The whole monetary/tax system is essentially legal institutionalized theft. Those that are parasites (the money changers) are draining the life blood from the productive.

What I object to is that the hard working productive people who have more than others are too often lumped together with the blood sucking parasites what got their wealth by gaming the system.

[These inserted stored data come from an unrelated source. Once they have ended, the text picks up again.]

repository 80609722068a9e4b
use thiserror::Error;

#[derive(Debug, Error)]
pub enum ImportError {
    #[error("Failed to read CSV export: {0}")]
    Csv(#[from] csv::Error),

    #[error(
        "No barbell lift data found in this file. Make sure you selected the correct source and exported the right CSV."
    )]
    NoEntries,
}
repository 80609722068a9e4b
pub mod entry;
use serde_json::Value;
use tracing::debug;

use crate::models::entry::SetObservation;

/// Decode the `set_details` column into per-set observations.
///
/// The export escapes embedded quotes CSV-style (`""`), so those are
/// collapsed before parsing. Anything that is not a JSON array yields an
/// empty vector, and array elements without a numeric `load` are dropped.
pub fn decode_set_details(raw: &str) -> Vec<SetObservation> {
    let raw = raw.trim();
    if raw.is_empty() {
        return Vec::new();
    }

    let json = raw.replace("\"\"", "\"");
    let parsed: Value = match serde_json::from_str(&json) {
        Ok(value) => value,
        Err(e) => {
            debug!(error = %e, "set_details.malformed");
            return Vec::new();
        }
    };

    let Value::Array(items) = parsed else {
        debug!("set_details.not_an_array");
        return Vec::new();
    };

    items
        .into_iter()
        .filter_map(|item| match item {
            Value::Object(fields) => {
                let load = fields.get("load").and_then(Value::as_f64)?;
                Some(SetObservation { load, fields })
            }
            _ => None,
        })
        .collect()
}

pub fn set_loads(sets: &[SetObservation]) -> Vec<f64> {
    sets.iter().map(|set| set.load).collect()
}

#[cfg(test)]
mod tests {
    use super::*;

    #[test]
    fn test_decode_csv_escaped_payload() {
        let sets = decode_set_details(
            r#"[{""load"":155,""success"":true},{""load"":165,""success"":false}]"#,
        );

        assert_eq!(set_loads(&sets), vec![155.0, 165.0]);
        assert_eq!(sets[1].fields.get("success"), Some(&Value::Bool(false)));
    }

    #[test]
    fn test_decode_plain_json() {
        let sets = decode_set_details(r#"[{"load":95.5},{"load":100}]"#);
        assert_eq!(set_loads(&sets), vec![95.5, 100.0]);
    }

    #[test]
    fn test_malformed_payload_is_empty() {
        assert!(decode_set_details("[{\"load\":").is_empty());
        assert!(decode_set_details("not json").is_empty());
        assert!(decode_set_details("").is_empty());
        assert!(decode_set_details("   ").is_empty());
    }

    #[test]
    fn test_non_array_payload_is_empty() {
        assert!(decode_set_details(r#"{"load":135}"#).is_empty());
        assert!(decode_set_details("135").is_empty());
    }

    #[test]
    fn test_elements_without_numeric_load_are_dropped() {
        let sets = decode_set_details(
            r#"[{"load":135},{"load":"145"},{"success":true},7,null,{"load":155}]"#,
        );
        assert_eq!(set_loads(&sets), vec![135.0, 155.0]);
    }
}
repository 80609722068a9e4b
pub mod consolidation;
pub mod entry_builder;
pub mod importer;
pub mod progression;
pub mod rep_extractor;
pub mod rep_max;
pub mod set_details;
use axum::Json;
use axum::{
    extract::{Query, State},
    http::StatusCode,
    response::IntoResponse,
};
use serde::{Deserialize, Serialize};
use serde_json::json;

use crate::config::Config;
use crate::error::ImportError;
use crate::services::importer;
use crate::services::progression::{LiftHistory, LiftSummary};

#[derive(Clone)]
pub struct AppState {
    pub config: Config,
}

#[derive(Debug, Default, Deserialize)]
pub struct ImportParams {
    pub target_reps: Option<u32>,
}

#[derive(Debug, Serialize)]
pub struct ImportResponse {
    pub target_reps: u32,
    pub entry_count: usize,
    pub lifts: Vec<LiftSummary>,
}

pub async fn handle_import(
    State(state): State<AppState>,
    Query(params): Query<ImportParams>,
    body: String,
) -> impl IntoResponse {
    let target_reps = params
        .target_reps
        .filter(|reps| *reps >= 1)
        .unwrap_or(state.config.default_target_reps);

    tracing::info!(bytes = body.len(), target_reps, "import.received");

    let entries = match importer::parse_export(&body) {
        Ok(entries) => entries,
        Err(e) => {
            let status = match e {
                ImportError::NoEntries => {
                    tracing::info!("import.empty");
                    StatusCode::UNPROCESSABLE_ENTITY
                }
                ImportError::Csv(_) => {
                    tracing::warn!(error = %e, "import.unreadable");
                    StatusCode::BAD_REQUEST
                }
            };
            return (status, Json(json!({ "error": e.to_string() }))).into_response();
        }
    };

    let history = LiftHistory::from_entries(&entries);
    let response = ImportResponse {
        target_reps,
        entry_count: entries.len(),
        lifts: history.summaries(target_reps),
    };

    let merged_days = response
        .lifts
        .iter()
        .flat_map(|lift| &lift.series)
        .filter(|day| day.merged_count() > 1)
        .count();

    tracing::info!(
        entries = response.entry_count,
        lifts = response.lifts.len(),
        merged_days,
        "import.completed"
    );

    (StatusCode::OK, Json(response)).into_response()
}
use csv::ReaderBuilder;
use tracing::{info, warn};

use crate::error::ImportError;
use crate::models::entry::{LiftEntry, RawRow};
use crate::services::entry_builder;

/// Parse a SugarWOD CSV export into lift entries.
///
/// Rows that cannot be deserialized are skipped; an export that yields no
/// lift at all is reported as [`ImportError::NoEntries`].
pub fn parse_export(csv_text: &str) -> Result<Vec<LiftEntry>, ImportError> {
    let rows = read_rows(csv_text)?;
    let row_count = rows.len();
    let entries = entry_builder::build_entries(rows);

    info!(rows = row_count, entries = entries.len(), "import.parsed");

    if entries.is_empty() {
        return Err(ImportError::NoEntries);
    }
    Ok(entries)
}

fn read_rows(csv_text: &str) -> Result<Vec<RawRow>, ImportError> {
    let mut reader = ReaderBuilder::new()
        .has_headers(true)
        .flexible(true)
        .from_reader(csv_text.as_bytes());

    // Header errors (e.g. invalid UTF-8) make the whole export unreadable.
    reader.headers()?;

    let mut rows = Vec::new();
    for (line, result) in reader.deserialize::<RawRow>().enumerate() {
        match result {
            Ok(row) => rows.push(row),
            Err(e) => warn!(error = %e, record = line + 1, "import.row_skipped"),
        }
    }
    Ok(rows)
}
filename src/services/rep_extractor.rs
use std::sync::LazyLock;

use regex::Regex;

use crate::models::entry::SetObservation;

// Digits and word boundaries are ASCII-only so every capture parses.
static SETS_BY_REPS: LazyLock<Regex> =
    LazyLock::new(|| Regex::new(r"(?i)(?-u:\b)([0-9]+)\s*[x×]\s*([0-9]+)(?-u:\b)").unwrap());
static REP_SEQUENCE: LazyLock<Regex> =
    LazyLock::new(|| Regex::new(r"(?-u:\b)([0-9]+(?:-[0-9]+)+)").unwrap());
static HEAVY_SINGLE: LazyLock<Regex> =
    LazyLock::new(|| Regex::new(r"(?i)heavy\s+single").unwrap());
static HEAVY_REPS: LazyLock<Regex> =
    LazyLock::new(|| Regex::new(r"(?i)heavy\s+([0-9]+)\s*rep").unwrap());
static INDEXED_SET: LazyLock<Regex> =
    LazyLock::new(|| Regex::new(r"(?i)#[0-9]+:\s*([0-9]+)\s*reps?").unwrap());
static BARE_REPS: LazyLock<Regex> =
    LazyLock::new(|| Regex::new(r"(?i)(?-u:\b)([0-9]{1,2})\s*reps?(?-u:\b)").unwrap());

const MIN_SEQUENCE_REPS: u32 = 1;
const MAX_SEQUENCE_REPS: u32 = 30;
const DEFAULT_REPS: u32 = 1;

#[derive(Debug, Clone, Copy, PartialEq, Eq)]
pub enum RepMatch {
    Matched(u32),
    NoMatch,
}

impl RepMatch {
    fn positive(reps: Option<u32>) -> Self {
        match reps {
            Some(n) if n >= 1 => RepMatch::Matched(n),
            _ => RepMatch::NoMatch,
        }
    }

    fn or_else(self, next: impl FnOnce() -> RepMatch) -> RepMatch {
        match self {
            RepMatch::Matched(_) => self,
            RepMatch::NoMatch => next(),
        }
    }
}

/// Everything a strategy may look at for one workout row.
pub struct RepContext<'a> {
    pub title: &'a str,
    pub description: &'a str,
    pub sets: &'a [SetObservation],
    pub max_load: f64,
}

type Strategy = fn(&RepContext) -> RepMatch;

/// Title first: it is the most authoritative text on a SugarWOD workout.
const STRATEGIES: [Strategy; 7] = [
    |ctx| sets_by_reps(ctx.title),
    |ctx| sequence_in(ctx.title, ctx),
    |ctx| heavy_phrase(ctx.title).or_else(|| heavy_phrase(ctx.description)),
    indexed_sets,
    |ctx| sets_by_reps(ctx.description),
    |ctx| sequence_in(ctx.description, ctx),
    |ctx| bare_reps(ctx.description),
];

/// Infer how many reps were done at `max_load`. Falls back to a single.
pub fn extract_reps(
    title: &str,
    description: &str,
    sets: &[SetObservation],
    max_load: f64,
) -> u32 {
    let ctx = RepContext {
        title,
        description,
        sets,
        max_load,
    };

    STRATEGIES
        .iter()
        .find_map(|strategy| match strategy(&ctx) {
            RepMatch::Matched(reps) => Some(reps),
            RepMatch::NoMatch => None,
        })
        .unwrap_or(DEFAULT_REPS)
}

fn parse_capture(captures: &regex::Captures, group: usize) -> Option<u32> {
    captures.get(group).and_then(|m| m.as_str().parse().ok())
}

/// `5x3` → 3
pub fn sets_by_reps(text: &str) -> RepMatch {
    RepMatch::positive(
        SETS_BY_REPS
            .captures(text)
            .and_then(|captures| parse_capture(&captures, 2)),
    )
}

/// `6-5-4-3-2-1` → [6, 5, 4, 3, 2, 1]. The first hyphenated run whose
/// terms are all one or two digits in 1..=30 wins; runs holding loads or
/// dates (`135-155-175`, `2024-06-01`) are skipped as a whole.
pub fn rep_sequence(text: &str) -> Option<Vec<u32>> {
    REP_SEQUENCE
        .captures_iter(text)
        .filter_map(|captures| captures.get(1))
        .find_map(|run| rep_terms(run.as_str()))
}

fn rep_terms(run: &str) -> Option<Vec<u32>> {
    run.split('-')
        .map(|term| {
            if term.len() > 2 {
                return None;
            }
            term.parse::<u32>()
                .ok()
                .filter(|n| (MIN_SEQUENCE_REPS..=MAX_SEQUENCE_REPS).contains(n))
        })
        .collect()
}

/// Pick the term of a rep scheme that belongs to the set holding `max_load`.
pub fn resolve_sequence(sequence: &[u32], sets: &[SetObservation], max_load: f64) -> Option<u32> {
    let all_equal = sets
        .first()
        .is_some_and(|first| sets.iter().all(|set| set.load == first.load));
    if all_equal {
        return sequence.iter().copied().min();
    }

    sets.iter()
        .position(|set| set.load == max_load)
        .and_then(|idx| sequence.get(idx))
        .or_else(|| sequence.last())
        .copied()
}

fn sequence_in(text: &str, ctx: &RepContext) -> RepMatch {
    RepMatch::positive(
        rep_sequence(text)
            .and_then(|sequence| resolve_sequence(&sequence, ctx.sets, ctx.max_load)),
    )
}

/// `heavy single` → 1, `heavy 3 reps` → 3
pub fn heavy_phrase(text: &str) -> RepMatch {
    if HEAVY_SINGLE.is_match(text) {
        return RepMatch::Matched(1);
    }
    RepMatch::positive(
        HEAVY_REPS
            .captures(text)
            .and_then(|captures| parse_capture(&captures, 1)),
    )
}

/// `#1: 8 reps #2: 6 reps`: the position of the first max-load set picks
/// the token; when that fails the first token is used.
fn indexed_sets(ctx: &RepContext) -> RepMatch {
    let rep_counts: Vec<Option<u32>> = INDEXED_SET
        .captures_iter(ctx.description)
        .map(|captures| parse_capture(&captures, 1))
        .collect();

    let Some(first) = rep_counts.first() else {
        return RepMatch::NoMatch;
    };

    let at_max_load = ctx
        .sets
        .iter()
        .position(|set| set.load == ctx.max_load)
        .and_then(|idx| rep_counts.get(idx));

    RepMatch::positive(at_max_load.unwrap_or(first).to_owned())
}

fn bare_reps(text: &str) -> RepMatch {
    RepMatch::positive(
        BARE_REPS
            .captures(text)
            .and_then(|captures| parse_capture(&captures, 1)),
    )
}
//! Epley rep-max estimation, used for every comparison across rep counts.

const EPLEY_DIVISOR: f64 = 30.0;

/// Estimate the load liftable for `target_reps` given `actual_reps` were
/// done at `load`. Exact matches and zero rep counts return `load`
/// untouched; everything else is rounded to a whole unit.
pub fn estimate_nrm(load: f64, actual_reps: u32, target_reps: u32) -> f64 {
    if actual_reps == target_reps {
        return load;
    }
    if actual_reps == 0 || target_reps == 0 {
        return load;
    }

    let e1rm = load * epley_factor(actual_reps);
    if target_reps == 1 {
        return e1rm.round();
    }
    (e1rm / epley_factor(target_reps)).round()
}

pub fn estimate_1rm(load: f64, reps: u32) -> f64 {
    estimate_nrm(load, reps, 1)
}

fn epley_factor(reps: u32) -> f64 {
    1.0 + f64::from(reps) / EPLEY_DIVISOR
}
pub mod import;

To kill the parasites is a good thing. To kill/tax the most productive right along with the parasites would be a disaster.

Westcoaster
Westcoaster
April 23, 2015 8:22 pm

“I worked hard during the Nineties to try to save social security. I fought to privatize the fund…”
This guy’s a walking oxymoron and doesn’t even know it! All “privatizing” social security would result in is billions more in the pocket of wall st & the banksters…..and the end of any “social safety net” when “poof” it’s all gone.
If you REALLY wanted to work hard to “save” social security, move up the annual income cap to reflect the increase of salaries of those at the top, AND to fix medicare, remove the provision that prohibits the government from negotiating price with the drug companies (courtesy former Rep Billy Tauzin, upon the passage of which promptly resigned from CON-gress and became CEO of big Pharma).
The GOP playbook of privatizing everything hasn’t worked out so well in other situations, such as PRISONS!

TruthAddict
TruthAddict
April 25, 2015 3:34 am

Seems like some here are under the assumption that income tax is the only tax we labor under. Expand that definition a little more to include absolutely every purchase needed to survive. And btw, have you ever had to deal with payroll taxes? The tax individuals pay for their labor is NOTHING compared to what a business has to put up. Then add inflation, then add the economy blowing up every 7 fucking years, then add the new Obamacare tax. My premiums went up 300%. Then add in all the fucking time lost from productive endeavors trying to heal a serious injury with no medical assistance because you can’t afford it. Then how about taxes on vehicles, registration and whatnot. Can’t afford a new set of tires? Can’t pass inspection. Grt a ticket for expired tags. Court costs on top of all that now.
I am being taxed to fucking DEATH! FUCK YOU AND YOUR SIMPLISTICALLY IGNORANT VIEW ASIG!

Llpoh
Llpoh
April 25, 2015 7:24 am

Truthaddict – nice rant. I believe, however, Asig knows about those taxes in spades. Your anger toward him is misplaced.

richard balles
richard balles
February 13, 2021 12:51 pm

this is the single funniest post I have ever seen in my life.
Thank you so much for letting me read this joke.
Enjoy being a wage slave to capitalism your whole life, Stockholm Syndrome is a hell of a condition.
(A lot of people, including myself aren’t even in the 60th percentile, I’m glad you think we should just die lol.